TECNOLOGIA MÓVEL PARA PACIENTES ADULTOS NO PÓS-TRANSPLANTE RENAL: DESENVOLVIMENTO DE UM CONTEÚDO EDUCATIVO DIGITAL
Transplante Renal; Educação em Saúde; Aplicativos Móveis; Enfermagem; Tecnologia Educacional.
Introdução: O transplante renal exige adesão rigorosa à terapia imunossupressora e práticas efetivas de autocuidado. No entanto, lacunas na compreensão das orientações pós-operatórias comprometem os desfechos clínicos e elevam as taxas de reinternação, evidenciando a necessidade de estratégias educativas digitais acessíveis. Objetivo: Desenvolver um protótipo de aplicativo móvel como recurso educativo digital voltado a pacientes adultos no pós-transplante renal, visando fortalecer o autocuidado e a adesão ao tratamento. Método: Estudo metodológico guiado pelo referencial do Design Science Research (DSR). A fase diagnóstica incluiu a aplicação do instrumento Kidney Transplant Understanding Tool (K-TUT-Br) com 15 pacientes em um hospital universitário. O desenvolvimento do artefato foi fundamentado na Teoria do Déficit de Autocuidado de Dorothea Orem, em duas revisões de escopo e nos preceitos de humanização do Marketing 4.0. Resultados: O perfil da amostra revelou predomínio de homens (60%), idade superior a 45 anos (60%) e baixo letramento em saúde (33,33%). Identificou-se diferença estatística significativa no conhecimento (p=0,029) conforme o tempo de transplante, com maiores lacunas em pacientes recentes sobre monitoramento de creatinina e papel da equipe multiprofissional. A partir desses requisitos, desenvolveu-se o aplicativo Guardião Renal (GR) e sua mascote tridimensional, Rina — nome derivado por associação fonética ao termo "Rins". O protótipo de alta fidelidade foi materializado na plataforma no-code Bubble.io, apresentando 25 telas responsivas, vídeos educativos e interface otimizada por assessoria técnica de design.

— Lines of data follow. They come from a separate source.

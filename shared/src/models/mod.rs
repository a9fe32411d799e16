//! Domain models for the Kitforge operations platform

pub mod assignment;
pub mod inventory;
pub mod kit;
pub mod processing;
pub mod shortage;
pub mod vendor;

pub use assignment::*;
pub use inventory::*;
pub use kit::*;
pub use processing::*;
pub use shortage::*;
pub use vendor::*;
//! Common types used across the platform

use serde::{Deserialize, Serialize};
use std::fmt;

/// Normalized material name used as the join key between kit material
/// lines, inventory items and vendor price entries.
///
/// Names are the primary cross-entity key in this system and are matched
/// case-insensitively with surrounding whitespace ignored. Building the
/// key once keeps every lookup going through the same normalization
/// instead of ad-hoc `to_lowercase` calls at each call site.
#[derive(Debug, Clone, PartialEq, Eq, Hash, PartialOrd, Ord, Serialize, Deserialize)]
#[serde(transparent)]
pub struct MaterialKey(String);

impl MaterialKey {
    pub fn new(name: &str) -> Self {
        Self(name.trim().to_lowercase())
    }

    pub fn as_str(&self) -> &str {
        &self.0
    }
}

impl fmt::Display for MaterialKey {
    fn fmt(&self, f: &mut fmt::Formatter<'_>) -> fmt::Result {
        f.write_str(&self.0)
    }
}

impl From<&str> for MaterialKey {
    fn from(name: &str) -> Self {
        Self::new(name)
    }
}
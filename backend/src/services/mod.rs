//! Business logic services

pub mod assignments;
pub mod batches;
pub mod clients;
pub mod deletion;
pub mod inventory;
pub mod kits;
pub mod processing;
pub mod procurement;
pub mod programs;
pub mod vendors;

pub use assignments::AssignmentService;
pub use batches::BatchService;
pub use clients::ClientService;
pub use deletion::DeletionService;
pub use inventory::InventoryService;
pub use kits::KitService;
pub use processing::ProcessingService;
pub use procurement::ProcurementService;
pub use programs::ProgramService;
pub use vendors::VendorService;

A integração de um mascote carismático e de uma estética cartoon buscou reduzir a frieza tecnológica, promovendo conexão afetiva e comprometimento. O GR atua como um mediador entre a evidência científica e a prática de autocuidado domiciliar. Conclusão: O desenvolvimento do GR consolidou uma base tecnológica inovadora e sólida. O estudo demonstra que a convergência entre enfermagem, design e inteligência artificial é capaz de produzir ferramentas humanizadas que empoderam o paciente e qualificam a assistência na saúde digital brasileira.